Hi Shawn, yes. I believe there is some training online necessary. The biggest difference would be dealing with decompression, 35 feet deep barely makes the dive tables. Although know someone who dove at 20 feet maybe 5 hours then drove over Donner Summit (about 8,000' think) and did get bends, so altitude has to be taken into account.Surface supplied air is not a new concept (that's how most commercial diving works, right?) but I don't understand the claim that this could be safer or reduce the need for training. If you're breathing compressed air under pressure at depth, then you need to understand all the issues that can come along with that, including the potential for interrupted air supply, buoyancy, safe ascent rates, etc. Right?
None of those things seem to change much just because you get your pressurized air by a different mechanism.

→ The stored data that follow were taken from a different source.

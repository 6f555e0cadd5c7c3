//! Steps that run an external program.

use std::collections::HashMap;
use std::path::PathBuf;

use serde_json::Value;
use anyhow::bail;
use tracing::debug;

use super::step::{Outputs, Step, StepContext};
use crate::error::HarnessError;
use crate::shell::{command_line, execute_streaming, CommandOptions, OutputLine};

/// Runs a program (typically the wrapped cluster tool) as a step.
///
/// Output is streamed into the diagnostics logger as it arrives: stdout
/// lines at `Info`, stderr lines at `Warning`. A non-zero exit fails the
/// step with [`HarnessError::CommandFailed`]. The program is killed if the
/// run's cancellation token trips while it is running.
#[derive(Debug, Clone)]
pub struct CommandStep {
    name: String,
    program: String,
    args: Vec<String>,
    options: CommandOptions,
    capture_stdout_as: Option<String>,
    exports: Vec<(String, Value)>,
}

impl CommandStep {
    pub fn new(name: impl Into<String>, program: impl Into<String>) -> Self {
        Self {
            name: name.into(),
            program: program.into(),
            args: Vec::new(),
            options: CommandOptions::default(),
            capture_stdout_as: None,
            exports: Vec::new(),
        }
    }

    pub fn arg(mut self, arg: impl Into<String>) -> Self {
        self.args.push(arg.into());
        self
    }

    pub fn args<I, A>(mut self, args: I) -> Self
    where
        I: IntoIterator<Item = A>,
        A: Into<String>,
    {
        self.args.extend(args.into_iter().map(Into::into));
        self
    }

    pub fn env(mut self, key: impl Into<String>, value: impl Into<String>) -> Self {
        self.options.env.insert(key.into(), value.into());
        self
    }

    pub fn current_dir(mut self, dir: impl Into<PathBuf>) -> Self {
        self.options.cwd = Some(dir.into());
        self
    }

    /// Publish the program's trimmed stdout under `key` on success.
    pub fn capture_stdout_as(mut self, key: impl Into<String>) -> Self {
        self.capture_stdout_as = Some(key.into());
        self
    }

    /// Publish a fixed value under `key` on success.
    pub fn export(mut self, key: impl Into<String>, value: impl Into<Value>) -> Self {
        self.exports.push((key.into(), value.into()));
        self
    }

    pub fn program(&self) -> &str {
        &self.program
    }

    pub fn arguments(&self) -> &[String] {
        &self.args
    }

    pub fn environment(&self) -> &HashMap<String, String> {
        &self.options.env
    }

    /// The full invocation as one display string.
    pub fn command_line(&self) -> String {
        command_line(&self.program, &self.args)
    }
}

impl Step for CommandStep {
    fn name(&self) -> &str {
        &self.name
    }

    fn run(&mut self, ctx: &StepContext<'_>) -> anyhow::Result<Outputs> {
        let logger = ctx.logger();
        let command = self.command_line();
        logger.info(format!("running: {}", command));
        debug!(step = %self.name, command = %command, "Spawning command");

        let mut options = self.options.clone();
        options.cancel = Some(ctx.cancellation().clone());

        let result = execute_streaming(&self.program, &self.args, &options, |line| match line {
            OutputLine::Stdout(text) => logger.info(text),
            OutputLine::Stderr(text) => logger.warning(text),
        })?;

        if result.cancelled {
            bail!("cancelled while running {}", command);
        }

        if !result.success {
            return Err(HarnessError::CommandFailed {
                command,
                code: result.exit_code,
            }
            .into());
        }

        let mut outputs: Outputs = self.exports.iter().cloned().collect();
        if let Some(key) = &self.capture_stdout_as {
            outputs.insert(key.clone(), result.stdout.trim());
        }
        Ok(outputs)
    }
}

#[cfg(test)]
mod tests {
    use super::*;
    use crate::config::{ColorMode, LoggerConfig};
    use crate::diagnostics::{LogBuffer, Logger};
    use crate::runner::{Cancellation, ExecutionContext};
    use serde_json::json;
    use std::time::{Duration, Instant};

    fn capturing_logger() -> (Logger, LogBuffer) {
        let primary = LogBuffer::new();
        let config = LoggerConfig {
            verbosity: 4,
            color: ColorMode::Plain,
            ..LoggerConfig::default()
        };
        (Logger::with_sink(&config, Box::new(primary.clone())), primary)
    }

    fn run_step(step: &mut CommandStep, logger: &Logger) -> anyhow::Result<Outputs> {
        run_step_until(step, logger, &Cancellation::new())
    }

    fn run_step_until(
        step: &mut CommandStep,
        logger: &Logger,
        cancel: &Cancellation,
    ) -> anyhow::Result<Outputs> {
        let values = ExecutionContext::new();
        let ctx = StepContext::new(&values, logger, cancel, 0, "test");
        step.run(&ctx)
    }

    #[test]
    fn builder_collects_invocation() {
        let step = CommandStep::new("create", "eksctl")
            .args(["create", "cluster"])
            .arg("--name")
            .arg("e2e")
            .env("AWS_PROFILE", "ci");
        assert_eq!(step.program(), "eksctl");
        assert_eq!(step.arguments().len(), 4);
        assert_eq!(step.command_line(), "eksctl create cluster --name e2e");
        assert_eq!(
            step.environment().get("AWS_PROFILE").map(String::as_str),
            Some("ci")
        );
    }

    #[cfg(unix)]
    #[test]
    fn streams_output_into_logger() {
        let (logger, primary) = capturing_logger();
        let mut step = CommandStep::new("echo", "sh").args(["-c", "echo up; echo warn 1>&2"]);
        run_step(&mut step, &logger).unwrap();

        let lines = primary.lines();
        assert!(lines.iter().any(|l| l.contains("[ℹ]  running: sh -c")));
        assert!(lines.iter().any(|l| l.ends_with("[ℹ]  up")));
        assert!(lines.iter().any(|l| l.ends_with("[!]  warn")));
    }

    #[cfg(unix)]
    #[test]
    fn captures_stdout_and_exports() {
        let logger = Logger::silent();
        let mut step = CommandStep::new("name", "echo")
            .arg("  e2e-cluster  ")
            .capture_stdout_as("cluster_name")
            .export("region", "us-west-2");
        let outputs = run_step(&mut step, &logger).unwrap();
        assert_eq!(outputs.get("cluster_name"), Some(&json!("e2e-cluster")));
        assert_eq!(outputs.get("region"), Some(&json!("us-west-2")));
    }

    #[cfg(unix)]
    #[test]
    fn non_zero_exit_fails() {
        let logger = Logger::silent();
        let mut step = CommandStep::new("fail", "sh")
            .args(["-c", "exit 4"])
            .export("never", true);
        let err = run_step(&mut step, &logger).unwrap_err();
        match err.downcast_ref::<HarnessError>() {
            Some(HarnessError::CommandFailed { code, command }) => {
                assert_eq!(*code, Some(4));
                assert_eq!(command, "sh -c exit 4");
            }
            other => panic!("expected CommandFailed, got {:?}", other),
        }
    }

    #[cfg(unix)]
    #[test]
    fn invalid_utf8_output_is_logged_and_run_continues() {
        let (logger, primary) = capturing_logger();
        let mut step = CommandStep::new("bytes", "sh")
            .args(["-c", "printf 'caf\\351\\n'; echo after-bad-byte"]);
        run_step(&mut step, &logger).unwrap();

        let lines = primary.lines();
        assert!(lines.iter().any(|l| l.ends_with("[ℹ]  caf\u{FFFD}")));
        assert!(lines.iter().any(|l| l.ends_with("[ℹ]  after-bad-byte")));
    }

    #[cfg(unix)]
    #[test]
    fn cancellation_stops_running_program() {
        let logger = Logger::silent();
        let cancel = Cancellation::with_timeout(Duration::from_millis(200));
        let mut step = CommandStep::new("hang", "sleep").arg("30").export("never", true);

        let start = Instant::now();
        let err = run_step_until(&mut step, &logger, &cancel).unwrap_err();

        assert!(start.elapsed() < Duration::from_secs(10));
        assert!(err.to_string().contains("cancelled while running sleep 30"));
    }

    #[test]
    fn missing_program_fails() {
        let logger = Logger::silent();
        let mut step = CommandStep::new("missing", "no-such-cluster-tool-e2e");
        let err = run_step(&mut step, &logger).unwrap_err();
        assert!(matches!(
            err.downcast_ref::<HarnessError>(),
            Some(HarnessError::CommandSpawn { .. })
        ));
    }
}
//! Run-scoped values shared between the steps of one job.

use std::collections::BTreeMap;

use serde::de::DeserializeOwned;
use serde_json::Value;

use crate::error::{HarnessError, Result};
use crate::steps::Outputs;

/// Values produced by completed steps, keyed by name.
///
/// Every key is written at most once per run, and only by the executor
/// after the producing step has succeeded. Steps and wiring functions get
/// read-only access, so a value observed by one step can never change under
/// a later one.
#[derive(Debug, Clone, Default, PartialEq)]
pub struct ExecutionContext {
    values: BTreeMap<String, Value>,
}

impl ExecutionContext {
    pub fn new() -> Self {
        Self::default()
    }

    /// Look up a value produced by an earlier step.
    pub fn get(&self, key: &str) -> Result<&Value> {
        self.values.get(key).ok_or_else(|| HarnessError::MissingKey {
            key: key.to_string(),
        })
    }

    /// Look up a string value.
    ///
    /// A value that exists but is not a JSON string is reported as missing;
    /// callers that accept other shapes should use [`get`](Self::get).
    pub fn get_str(&self, key: &str) -> Result<&str> {
        self.get(key)?
            .as_str()
            .ok_or_else(|| HarnessError::MissingKey {
                key: key.to_string(),
            })
    }

    /// Deserialize a value into `T`.
    pub fn get_as<T: DeserializeOwned>(&self, key: &str) -> Result<T> {
        let value = self.get(key)?.clone();
        serde_json::from_value(value).map_err(|e| {
            HarnessError::Other(anyhow::anyhow!(
                "Context key '{}' has an unexpected shape: {}",
                key,
                e
            ))
        })
    }

    pub fn contains(&self, key: &str) -> bool {
        self.values.contains_key(key)
    }

    pub fn len(&self) -> usize {
        self.values.len()
    }

    pub fn is_empty(&self) -> bool {
        self.values.is_empty()
    }

    pub fn keys(&self) -> impl Iterator<Item = &str> {
        self.values.keys().map(String::as_str)
    }

    pub fn iter(&self) -> impl Iterator<Item = (&str, &Value)> {
        self.values.iter().map(|(k, v)| (k.as_str(), v))
    }

    /// Record one value. Rejects keys that are already present.
    pub(crate) fn insert(&mut self, key: String, value: Value, step: &str) -> Result<()> {
        if self.values.contains_key(&key) {
            return Err(HarnessError::DuplicateKey {
                key,
                step: step.to_string(),
            });
        }
        self.values.insert(key, value);
        Ok(())
    }

    /// Commit every output of `step`, or none of them.
    pub(crate) fn merge(&mut self, outputs: Outputs, step: &str) -> Result<()> {
        if let Some(key) = outputs.keys().find(|k| self.values.contains_key(*k)) {
            return Err(HarnessError::DuplicateKey {
                key: key.to_string(),
                step: step.to_string(),
            });
        }
        for (key, value) in outputs {
            self.insert(key, value, step)?;
        }
        Ok(())
    }
}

I know of an explosives company that has a very small explosive charges that has an ATF exemption, no explosives license is required, just passing an online test. It can blow up big boulders it is just that handling the charges is very safe so why no license required, in fact here is a video of it being used www.SierraBlaster.com .
Think for Nomad the concept is the same. Some training is required, just a lot less than necessary to dive 100 feet deep on tanks. Having done a great deal of hookah diving under 35 feet and know a lot of others who have done the same for decades and only know of two problems. The high altitude incident mentioned above (he survived just fine) and a very sad case a boulder rolled on foot of gold diver and in efforts to free him the hose was broken and he died. Had nothing to do training, the solution would be to have had a backup air source. Which for gold divers when they are dredging with motor on air could be a Nomad or pony tank.